**WHAT IS NEEDED**
For the records below, give the number of lines that include the string "LoocvLimitUnsupported". Nothing else belongs in the answer.

**EXTRACTED DATA**
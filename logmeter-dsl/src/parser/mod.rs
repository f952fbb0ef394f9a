//! Parser module for logmeter programs

pub mod ast;
pub mod parser;

pub use ast::*;
pub use parser::*;
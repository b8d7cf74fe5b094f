//! Outcomes of training and evaluation.

use std::time::Duration;

use crate::config::LoocvMode;
use crate::confusion::ConfusionMatrix;

/// Outcome of [`OneNearestNeighbour::fit`](crate::OneNearestNeighbour::fit).
#[derive(Debug, Clone, serde::Serialize)]
pub struct TrainingResults {
    /// LOOCV accuracy of the chosen parameter.
    pub accuracy: f64,
    /// LOOCV prediction of each training series under the chosen parameter.
    /// `None` where no neighbour was available, and past the LOOCV limit.
    pub predictions: Vec<Option<usize>>,
    /// Index of the chosen parameter in the grid.
    pub chosen_param_id: usize,
    /// Display form of the chosen parameter.
    pub params: String,
    /// LOOCV accuracy of every grid entry.
    pub param_accuracies: Vec<f64>,
    /// Exact distance computations made during the search.
    pub exact_evaluations: usize,
    /// Search that produced the accuracies.
    pub mode: LoocvMode,
    /// Wall-clock training time.
    pub elapsed: Duration,
}

/// Outcome of [`OneNearestNeighbour::evaluate`](crate::OneNearestNeighbour::evaluate).
#[derive(Debug, Clone, serde::Serialize)]
pub struct ClassificationResults {
    /// Fraction of test series classified correctly.
    pub accuracy: f64,
    /// True against predicted class counts.
    pub confusion: ConfusionMatrix,
    /// Predicted class of each test series, in input order.
    pub predictions: Vec<usize>,
    /// Wall-clock evaluation time.
    pub elapsed: Duration,
}
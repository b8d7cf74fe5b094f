//! Series transforms applied before distance computation: z-normalization
//! and the Keogh-Pazzani derivative.

use crate::error::PreprocessError;
use crate::series::TimeSeries;

/// Mean and population standard deviation.
fn moments(data: &[f64]) -> (f64, f64) {
    let n = data.len() as f64;
    let mean = data.iter().sum::<f64>() / n;
    let variance = data.iter().map(|&x| (x - mean).powi(2)).sum::<f64>() / n;
    (mean, variance.sqrt())
}

/// Shift and scale a series to zero mean and unit population variance.
///
/// # Errors
///
/// | Variant | Condition |
/// |---|---|
/// | [`PreprocessError::ConstantSeries`] | Zero variance |
#[must_use = "returns a new normalized series; the input is unchanged"]
pub fn z_normalize(series: &TimeSeries) -> Result<TimeSeries, PreprocessError> {
    let data = series.as_ref();
    let (mean, std) = moments(data);
    if std == 0.0 {
        return Err(PreprocessError::ConstantSeries {
            n: data.len(),
            value: data[0],
        });
    }
    Ok(TimeSeries::from_validated(
        data.iter().map(|&x| (x - mean) / std).collect(),
    ))
}

/// Z-normalize every series of a batch independently.
///
/// # Errors
///
/// Returns the first [`PreprocessError`] encountered.
#[must_use = "returns a new vector of normalized series"]
pub fn z_normalize_batch(series: &[TimeSeries]) -> Result<Vec<TimeSeries>, PreprocessError> {
    series.iter().map(z_normalize).collect()
}

/// Keogh-Pazzani first derivative of a time series.
///
/// For interior points: `d[i] = ((x[i] - x[i-1]) + (x[i+1] - x[i-1]) / 2) / 2`.
/// The output drops the first and last points, so it has length `n - 2`.
///
/// # Errors
///
/// | Variant | Condition |
/// |---|---|
/// | [`PreprocessError::TooShort`] | Series has fewer than 3 points |
#[must_use = "returns a new derivative series; the input is unchanged"]
pub fn derivative(series: &TimeSeries) -> Result<TimeSeries, PreprocessError> {
    let data = series.as_ref();
    let n = data.len();

    if n < 3 {
        return Err(PreprocessError::TooShort { len: n });
    }

    Ok(TimeSeries::from_validated(
        data.windows(3)
            .map(|w| ((w[1] - w[0]) + (w[2] - w[0]) / 2.0) / 2.0)
            .collect(),
    ))
}

/// Derivative of every series of a batch.
///
/// # Errors
///
/// Returns the first [`PreprocessError`] encountered.
#[must_use = "returns a new vector of derivative series"]
pub fn derivative_batch(series: &[TimeSeries]) -> Result<Vec<TimeSeries>, PreprocessError> {
    series.iter().map(derivative).collect()
}
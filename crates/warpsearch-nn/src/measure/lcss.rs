use warpsearch_distance::{Lcss, TimeSeriesView, distance_to_interval};

use super::{BoundBasis, GRID_SIZE, Measure, ParamShift, Schedule, quarter_band, std_fraction};
use crate::cache::{EnvelopeKey, SeriesStats};
use crate::dataset::Dataset;
use crate::error::NnError;

impl Measure for Lcss {
    const NAME: &'static str = "LCSS";
    const SCHEDULE: Schedule = Schedule::Descending;
    const KIM_OPS: usize = 1;

    /// 10 thresholds from the training standard deviation times 10 deltas.
    /// Index `p` uses threshold `p / 10` and delta `p % 10`.
    fn grid(train: &Dataset) -> Result<Vec<Self>, NnError> {
        let std = train.value_std();
        let len = train.series_len();
        (0..GRID_SIZE)
            .map(|p| {
                Lcss::new(std_fraction(std, p / 10), quarter_band(p % 10, len)).map_err(NnError::from)
            })
            .collect()
    }

    fn shift(&self, next: &Self) -> ParamShift {
        if next == self {
            ParamShift::Same
        } else if next.epsilon() <= self.epsilon() && next.delta() <= self.delta() {
            ParamShift::Tighter
        } else {
            ParamShift::Incompatible
        }
    }

    fn exact_covers(&self, validity: usize, next: &Self) -> bool {
        next.epsilon() == self.epsilon() && validity <= next.delta() && next.delta() <= self.delta()
    }

    /// Points are compared against the plain envelope with an `epsilon`
    /// margin, which is the same subtraction the kernel's match test makes.
    fn bound_basis(&self) -> BoundBasis {
        BoundBasis::Envelope(EnvelopeKey::window(self.delta()))
    }

    /// 1 when no pair of points can ever match.
    fn cheap_bound(
        &self,
        _query: TimeSeriesView<'_>,
        query_stats: &SeriesStats,
        _reference: TimeSeriesView<'_>,
        reference_stats: &SeriesStats,
    ) -> f64 {
        let eps = self.epsilon();
        if reference_stats.min() - query_stats.max() > eps
            || query_stats.min() - reference_stats.max() > eps
        {
            1.0
        } else {
            0.0
        }
    }

    /// Counts points that cannot match anything in their band.
    fn bound_term(&self, value: f64, lower: f64, upper: f64, _len: usize) -> f64 {
        if distance_to_interval(value, lower, upper) > self.epsilon() {
            1.0
        } else {
            0.0
        }
    }

    /// Same arithmetic as the kernel's `1 - lcs / len`, with `lcs <= len - misses`.
    fn bound_from_sum(&self, sum: f64, len: usize) -> f64 {
        let len = len as f64;
        1.0 - (len - sum) / len
    }
}

#[cfg(test)]
mod tests {
    use warpsearch_distance::{ElasticDistance, TimeSeries};

    use super::*;

    #[test]
    fn shift_rules() {
        let a = Lcss::new(0.5, 4).unwrap();
        assert_eq!(a.shift(&Lcss::new(0.5, 2).unwrap()), ParamShift::Tighter);
        assert_eq!(a.shift(&Lcss::new(0.4, 9).unwrap()), ParamShift::Incompatible);
        assert_eq!(a.shift(&Lcss::new(0.4, 4).unwrap()), ParamShift::Tighter);
        assert!(a.exact_covers(1, &Lcss::new(0.5, 1).unwrap()));
        assert!(!a.exact_covers(1, &Lcss::new(0.4, 1).unwrap()));
    }

    #[test]
    fn disjoint_ranges_bound_is_one() {
        let a = TimeSeries::new(vec![1.0, 2.0, 3.0, 4.0]).unwrap();
        let b = TimeSeries::new(vec![5.0, 6.0, 7.0, 8.0]).unwrap();
        let sa = SeriesStats::compute(a.as_ref());
        let sb = SeriesStats::compute(b.as_ref());
        let lcss = Lcss::new(0.5, 2).unwrap();
        assert_eq!(lcss.cheap_bound(a.as_view(), &sa, b.as_view(), &sb), 1.0);
        assert_eq!(lcss.distance(a.as_view(), b.as_view()), 1.0);
        let loose = Lcss::new(1.0, 2).unwrap();
        assert_eq!(loose.cheap_bound(a.as_view(), &sa, b.as_view(), &sb), 0.0);
    }

    #[test]
    fn bound_from_sum_matches_kernel_arithmetic() {
        let lcss = Lcss::new(0.0, 0).unwrap();
        assert_eq!(lcss.bound_from_sum(0.0, 6), 0.0);
        assert_eq!(lcss.bound_from_sum(1.0, 6), 1.0 - 5.0 / 6.0);
        assert_eq!(lcss.bound_from_sum(6.0, 6), 1.0);
    }
}
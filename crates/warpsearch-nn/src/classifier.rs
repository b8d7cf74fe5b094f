//! One-nearest-neighbour classifier with LOOCV parameter selection.

use std::time::Instant;

use rayon::prelude::*;
use tracing::{info, instrument};
use warpsearch_distance::{TimeSeries, Workspace};

use crate::cache::SequenceCache;
use crate::config::{LoocvMode, SeriesTransform};
use crate::confusion::ConfusionMatrix;
use crate::dataset::Dataset;
use crate::error::NnError;
use crate::loocv;
use crate::measure::{BoundBasis, Measure};
use crate::result::{ClassificationResults, TrainingResults};
use crate::scan::{ScanOutcome, bounded_nearest, exact_nearest};

/// One-nearest-neighbour classifier under measure `M`.
///
/// [`fit`](Self::fit) estimates the leave-one-out accuracy of every entry
/// of `M`'s parameter grid and keeps the first best one. Classification
/// scans the training set; exact distance ties are settled by majority
/// vote, the lowest class index winning a vote tie.
///
/// # Defaults
///
/// | Parameter                | Default       |
/// |--------------------------|---------------|
/// | `loocv`                  | `FastSearch`  |
/// | `lower_bound_prediction` | `true`        |
/// | `transform`              | `Identity`    |
/// | `params`                 | grid search   |
/// | `loocv_limit`            | `None`        |
#[derive(Debug, Clone)]
pub struct OneNearestNeighbour<M: Measure> {
    loocv: LoocvMode,
    lower_bound_prediction: bool,
    transform: SeriesTransform,
    fixed: Option<M>,
    loocv_limit: Option<usize>,
    fitted: Option<Fitted<M>>,
}

#[derive(Debug, Clone)]
struct Fitted<M> {
    train: Dataset,
    cache: SequenceCache,
    grid: Vec<M>,
    chosen: usize,
}

impl<M: Measure> Fitted<M> {
    fn params(&self) -> &M {
        &self.grid[self.chosen]
    }
}

impl<M: Measure> Default for OneNearestNeighbour<M> {
    fn default() -> Self {
        Self::new()
    }
}

impl<M: Measure> OneNearestNeighbour<M> {
    /// Create an unfitted classifier with default settings.
    #[must_use]
    pub fn new() -> Self {
        Self {
            loocv: LoocvMode::default(),
            lower_bound_prediction: true,
            transform: SeriesTransform::default(),
            fixed: None,
            loocv_limit: None,
            fitted: None,
        }
    }

    /// Set how LOOCV accuracies are computed during `fit`.
    #[must_use]
    pub fn with_loocv(mut self, loocv: LoocvMode) -> Self {
        self.loocv = loocv;
        self
    }

    /// Use lower bounds when classifying in [`evaluate`](Self::evaluate).
    #[must_use]
    pub fn with_lower_bound_prediction(mut self, enabled: bool) -> Self {
        self.lower_bound_prediction = enabled;
        self
    }

    /// Transform applied to training and query series.
    #[must_use]
    pub fn with_transform(mut self, transform: SeriesTransform) -> Self {
        self.transform = transform;
        self
    }

    /// Fix the parameters instead of searching the grid.
    #[must_use]
    pub fn with_params(mut self, params: M) -> Self {
        self.fixed = Some(params);
        self
    }

    /// Use only the first `limit` training series as LOOCV queries.
    ///
    /// Supported by [`LoocvMode::Naive`] and [`LoocvMode::LowerBound`].
    #[must_use]
    pub fn with_loocv_limit(mut self, limit: Option<usize>) -> Self {
        self.loocv_limit = limit;
        self
    }

    /// LOOCV mode.
    #[must_use]
    pub fn loocv(&self) -> LoocvMode {
        self.loocv
    }

    /// Whether `evaluate` prunes with lower bounds.
    #[must_use]
    pub fn lower_bound_prediction(&self) -> bool {
        self.lower_bound_prediction
    }

    /// Series transform.
    #[must_use]
    pub fn transform(&self) -> SeriesTransform {
        self.transform
    }

    /// LOOCV query limit, if any.
    #[must_use]
    pub fn loocv_limit(&self) -> Option<usize> {
        self.loocv_limit
    }

    /// Whether `fit` has succeeded.
    #[must_use]
    pub fn is_fitted(&self) -> bool {
        self.fitted.is_some()
    }

    /// Parameters in use: the chosen grid entry once fitted, else the fixed
    /// parameters if set.
    #[must_use]
    pub fn active_params(&self) -> Option<M> {
        match &self.fitted {
            Some(fitted) => Some(*fitted.params()),
            None => self.fixed,
        }
    }

    /// Human-readable description of the active parameters.
    #[must_use]
    pub fn param_information(&self) -> String {
        match self.active_params() {
            Some(params) => format!("{}: {params}", M::NAME),
            None => format!("{}: unset", M::NAME),
        }
    }

    /// Choose parameters on `train` and keep it for classification.
    ///
    /// The training set is transformed, then every grid entry (or the fixed
    /// parameters) is scored by LOOCV. The first entry with the highest
    /// accuracy wins.
    ///
    /// # Errors
    ///
    /// | Variant | Condition |
    /// |---|---|
    /// | [`NnError::Preprocess`] / [`NnError::SeriesTooShort`] | The transform fails on a series |
    /// | [`NnError::Distance`] | A grid parameter is rejected |
    /// | [`NnError::InvalidLoocvLimit`] | The LOOCV limit is zero |
    /// | [`NnError::LoocvLimitUnsupported`] | A LOOCV limit with the fast search |
    #[instrument(skip_all, fields(measure = M::NAME, n_series = train.len(), mode = ?self.loocv))]
    pub fn fit(&mut self, train: &Dataset) -> Result<TrainingResults, NnError> {
        let start = Instant::now();
        self.fitted = None;

        let train = self.transform.apply(train)?;
        let mut cache = SequenceCache::new(&train);
        let grid = match self.fixed {
            Some(params) => vec![params],
            None => M::grid(&train)?,
        };

        let mut outcome = loocv::run(self.loocv, &train, &mut cache, &grid, self.loocv_limit)?;
        let chosen = first_best(&outcome.param_accuracies);
        let accuracy = outcome.param_accuracies[chosen];

        cache.clear_envelopes();
        if let BoundBasis::Envelope(key) = grid[chosen].bound_basis() {
            cache.warm(key, &train);
        }

        let elapsed = start.elapsed();
        info!(
            params = %grid[chosen],
            chosen_param_id = chosen,
            accuracy,
            exact_evaluations = outcome.exact_evaluations,
            elapsed_ms = elapsed.as_millis() as u64,
            "parameters chosen"
        );

        let results = TrainingResults {
            accuracy,
            predictions: outcome.predictions.swap_remove(chosen),
            chosen_param_id: chosen,
            params: grid[chosen].to_string(),
            param_accuracies: outcome.param_accuracies,
            exact_evaluations: outcome.exact_evaluations,
            mode: self.loocv,
            elapsed,
        };
        self.fitted = Some(Fitted {
            train,
            cache,
            grid,
            chosen,
        });
        Ok(results)
    }

    /// Class of `query` by an exact scan of the training set.
    ///
    /// # Errors
    ///
    /// | Variant | Condition |
    /// |---|---|
    /// | [`NnError::NotFitted`] | `fit` has not succeeded |
    /// | [`NnError::Distance`] | `query` is empty or not finite |
    /// | [`NnError::Preprocess`] | The transform fails on `query` |
    /// | [`NnError::QueryLengthMismatch`] | Transformed length differs from the training series |
    pub fn predict(&self, query: &[f64]) -> Result<usize, NnError> {
        let fitted = self.fitted.as_ref().ok_or(NnError::NotFitted)?;
        let query = self.prepare_query(fitted, query)?;
        let mut workspace = Workspace::with_capacity(query.len());
        let scan = exact_nearest(fitted.params(), &fitted.train, query.as_view(), None, &mut workspace);
        scan.class.ok_or(NnError::EmptyDataset)
    }

    /// Class of `query`, skipping training series whose lower bound already
    /// exceeds the best distance. Always equal to [`predict`](Self::predict).
    ///
    /// # Errors
    ///
    /// Same as [`predict`](Self::predict).
    pub fn predict_with_lower_bound(&self, query: &[f64]) -> Result<usize, NnError> {
        let fitted = self.fitted.as_ref().ok_or(NnError::NotFitted)?;
        let query = self.prepare_query(fitted, query)?;
        let mut workspace = Workspace::with_capacity(query.len());
        let scan = bounded_nearest(
            fitted.params(),
            &fitted.train,
            &fitted.cache,
            query.as_view(),
            None,
            &mut workspace,
        );
        scan.class.ok_or(NnError::EmptyDataset)
    }

    /// Classify every series of `test` in parallel.
    ///
    /// # Errors
    ///
    /// | Variant | Condition |
    /// |---|---|
    /// | [`NnError::NotFitted`] | `fit` has not succeeded |
    /// | [`NnError::Preprocess`] / [`NnError::SeriesTooShort`] | The transform fails on a series |
    /// | [`NnError::QueryLengthMismatch`] | Test and training lengths differ |
    #[instrument(skip_all, fields(measure = M::NAME, n_series = test.len()))]
    pub fn evaluate(&self, test: &Dataset) -> Result<ClassificationResults, NnError> {
        let start = Instant::now();
        let fitted = self.fitted.as_ref().ok_or(NnError::NotFitted)?;
        let test = self.transform.apply(test)?;
        let len = fitted.train.series_len();
        if test.series_len() != len {
            return Err(NnError::QueryLengthMismatch {
                expected: len,
                found: test.series_len(),
            });
        }

        let bounded = self.lower_bound_prediction;
        let predictions: Vec<usize> = (0..test.len())
            .into_par_iter()
            .map_init(
                || Workspace::with_capacity(len),
                |workspace, i| {
                    let query = test.series(i);
                    let scan: ScanOutcome = if bounded {
                        bounded_nearest(fitted.params(), &fitted.train, &fitted.cache, query, None, workspace)
                    } else {
                        exact_nearest(fitted.params(), &fitted.train, query, None, workspace)
                    };
                    scan.class
                },
            )
            .collect::<Option<Vec<_>>>()
            .ok_or(NnError::EmptyDataset)?;

        let n_classes = fitted.train.n_classes().max(test.n_classes());
        let confusion = ConfusionMatrix::from_labels(test.labels(), &predictions, n_classes)?;
        let accuracy = confusion.accuracy();
        let elapsed = start.elapsed();
        info!(
            accuracy,
            n_series = test.len(),
            elapsed_ms = elapsed.as_millis() as u64,
            "evaluation complete"
        );

        Ok(ClassificationResults {
            accuracy,
            confusion,
            predictions,
            elapsed,
        })
    }

    fn prepare_query(&self, fitted: &Fitted<M>, query: &[f64]) -> Result<TimeSeries, NnError> {
        let query = self.transform.apply_series(&TimeSeries::new(query.to_vec())?)?;
        let expected = fitted.train.series_len();
        if query.len() != expected {
            return Err(NnError::QueryLengthMismatch {
                expected,
                found: query.len(),
            });
        }
        Ok(query)
    }
}

/// Index of the first maximum.
fn first_best(accuracies: &[f64]) -> usize {
    let mut best = 0;
    for (i, &accuracy) in accuracies.iter().enumerate() {
        if accuracy > accuracies[best] {
            best = i;
        }
    }
    best
}

#[cfg(test)]
mod tests {
    use warpsearch_distance::{Dtw, Euclidean};

    use super::*;

    fn tie_train() -> Dataset {
        Dataset::new(
            vec![
                vec![1.0, 1.0, 1.0, 1.0],
                vec![-1.0, -1.0, -1.0, -1.0],
                vec![1.0, -1.0, 1.0, -1.0],
            ],
            vec![0, 1, 2],
        )
        .unwrap()
    }

    #[test]
    fn first_best_prefers_earliest() {
        assert_eq!(first_best(&[0.5, 0.9, 0.9, 0.1]), 1);
        assert_eq!(first_best(&[0.0]), 0);
    }

    #[test]
    fn unfitted_classifier_refuses_to_predict() {
        let nn = OneNearestNeighbour::<Euclidean>::new();
        assert_eq!(nn.predict(&[0.0, 1.0]).unwrap_err(), NnError::NotFitted);
        assert!(!nn.is_fitted());
        assert_eq!(nn.param_information(), "ED: unset");
    }

    #[test]
    fn equidistant_neighbours_pick_first_class() {
        let mut nn = OneNearestNeighbour::new().with_params(Dtw::unconstrained());
        nn.fit(&tie_train()).unwrap();
        let query = [0.0, 0.0, 0.0, 0.0];
        for _ in 0..3 {
            assert_eq!(nn.predict(&query).unwrap(), 0);
            assert_eq!(nn.predict_with_lower_bound(&query).unwrap(), 0);
        }
    }

    #[test]
    fn query_length_is_checked() {
        let mut nn = OneNearestNeighbour::new().with_params(Euclidean);
        nn.fit(&tie_train()).unwrap();
        assert_eq!(
            nn.predict(&[0.0, 0.0]).unwrap_err(),
            NnError::QueryLengthMismatch {
                expected: 4,
                found: 2
            }
        );
    }

    #[test]
    fn fixed_params_are_reported() {
        let mut nn = OneNearestNeighbour::new().with_params(Dtw::with_window(2));
        assert_eq!(nn.active_params(), Some(Dtw::with_window(2)));
        let results = nn.fit(&tie_train()).unwrap();
        assert_eq!(results.chosen_param_id, 0);
        assert_eq!(results.param_accuracies.len(), 1);
        assert_eq!(nn.param_information(), "DTW: window=2");
    }

    #[test]
    fn limit_with_fast_search_is_rejected() {
        let mut nn = OneNearestNeighbour::<Euclidean>::new().with_loocv_limit(Some(2));
        assert_eq!(
            nn.fit(&tie_train()).unwrap_err(),
            NnError::LoocvLimitUnsupported
        );
        assert!(!nn.is_fitted());
    }
}
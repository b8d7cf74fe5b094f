//! Weighted dynamic time warping.

use std::fmt;

use crate::constraint::UNCONSTRAINED;
use crate::distance::{ElasticDistance, ExtendedDistance};
use crate::dtw::warp;
use crate::error::{DistanceError, non_negative};
use crate::series::TimeSeriesView;
use crate::workspace::Workspace;

/// WDTW: unwindowed DTW whose cell costs are scaled by a logistic weight of
/// the offset `|i - j|`.
///
/// `g` controls how sharply off-diagonal cells are penalised; `g = 0` gives
/// a flat weight of `0.5`.
#[derive(Debug, Clone, Copy, PartialEq)]
pub struct Wdtw {
    g: f64,
}

impl Wdtw {
    /// Create a WDTW calculator with penalty steepness `g`.
    ///
    /// # Errors
    ///
    /// Returns [`DistanceError::InvalidParameter`] if `g` is negative or not finite.
    pub fn new(g: f64) -> Result<Self, DistanceError> {
        Ok(Self {
            g: non_negative("g", g)?,
        })
    }

    /// Return the penalty steepness.
    #[must_use]
    pub fn g(&self) -> f64 {
        self.g
    }

    /// Weight of cells at offset `offset` when the longer series has `len` points.
    #[must_use]
    pub fn weight(&self, offset: usize, len: usize) -> f64 {
        let centre = len as f64 / 2.0;
        1.0 / (1.0 + (-self.g * (offset as f64 - centre)).exp())
    }

    fn run(
        &self,
        a: &[f64],
        b: &[f64],
        cutoff: f64,
        ws: &mut Workspace,
        track: bool,
    ) -> ExtendedDistance {
        let len = a.len().max(b.len());
        let mut weights = std::mem::take(&mut ws.local_a);
        weights.clear();
        weights.extend((0..len).map(|k| self.weight(k, len)));
        let result = warp(a, b, UNCONSTRAINED, Some(&weights), cutoff, ws, track);
        ws.local_a = weights;
        result
    }
}

impl ElasticDistance for Wdtw {
    fn distance_in(
        &self,
        a: TimeSeriesView<'_>,
        b: TimeSeriesView<'_>,
        cutoff: f64,
        workspace: &mut Workspace,
    ) -> f64 {
        self.run(a.as_slice(), b.as_slice(), cutoff, workspace, false).distance
    }

    fn distance_ext_in(
        &self,
        a: TimeSeriesView<'_>,
        b: TimeSeriesView<'_>,
        workspace: &mut Workspace,
    ) -> ExtendedDistance {
        self.run(a.as_slice(), b.as_slice(), f64::INFINITY, workspace, true)
    }
}

impl fmt::Display for Wdtw {
    fn fmt(&self, f: &mut fmt::Formatter<'_>) -> fmt::Result {
        write!(f, "g={:.6}", self.g)
    }
}

#[cfg(test)]
mod tests {
    use super::*;

    use crate::dtw::Dtw;
    use crate::series::TimeSeries;

    fn ts(values: &[f64]) -> TimeSeries {
        TimeSeries::new(values.to_vec()).unwrap()
    }

    #[test]
    fn flat_weight_halves_dtw() {
        let a = ts(&[0.0, 1.0, 2.0, 3.0, 2.0, 1.0]);
        let b = ts(&[0.0, 0.0, 1.0, 2.0, 3.0, 2.0]);
        let dtw = Dtw::unconstrained().distance(a.as_view(), b.as_view());
        let wdtw = Wdtw::new(0.0).unwrap().distance(a.as_view(), b.as_view());
        assert!((wdtw - 0.5 * dtw).abs() < 1e-12);
    }

    #[test]
    fn weights_increase_with_offset() {
        let wdtw = Wdtw::new(0.3).unwrap();
        let weights: Vec<f64> = (0..10).map(|k| wdtw.weight(k, 10)).collect();
        assert!(weights.windows(2).all(|w| w[0] < w[1]));
        assert!((wdtw.weight(5, 10) - 0.5).abs() < 1e-12);
    }

    #[test]
    fn workspace_scratch_is_restored() {
        let mut ws = Workspace::new();
        let a = ts(&[1.0, 2.0, 0.0, 4.0]);
        let b = ts(&[2.0, 1.0, 3.0, 0.0]);
        let wdtw = Wdtw::new(0.1).unwrap();
        let first = wdtw.distance_in(a.as_view(), b.as_view(), f64::INFINITY, &mut ws);
        assert_eq!(ws.local_a.len(), 4);
        let again = wdtw.distance_in(a.as_view(), b.as_view(), f64::INFINITY, &mut ws);
        assert_eq!(first, again);
    }
}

**YOUR SOLUTION**
2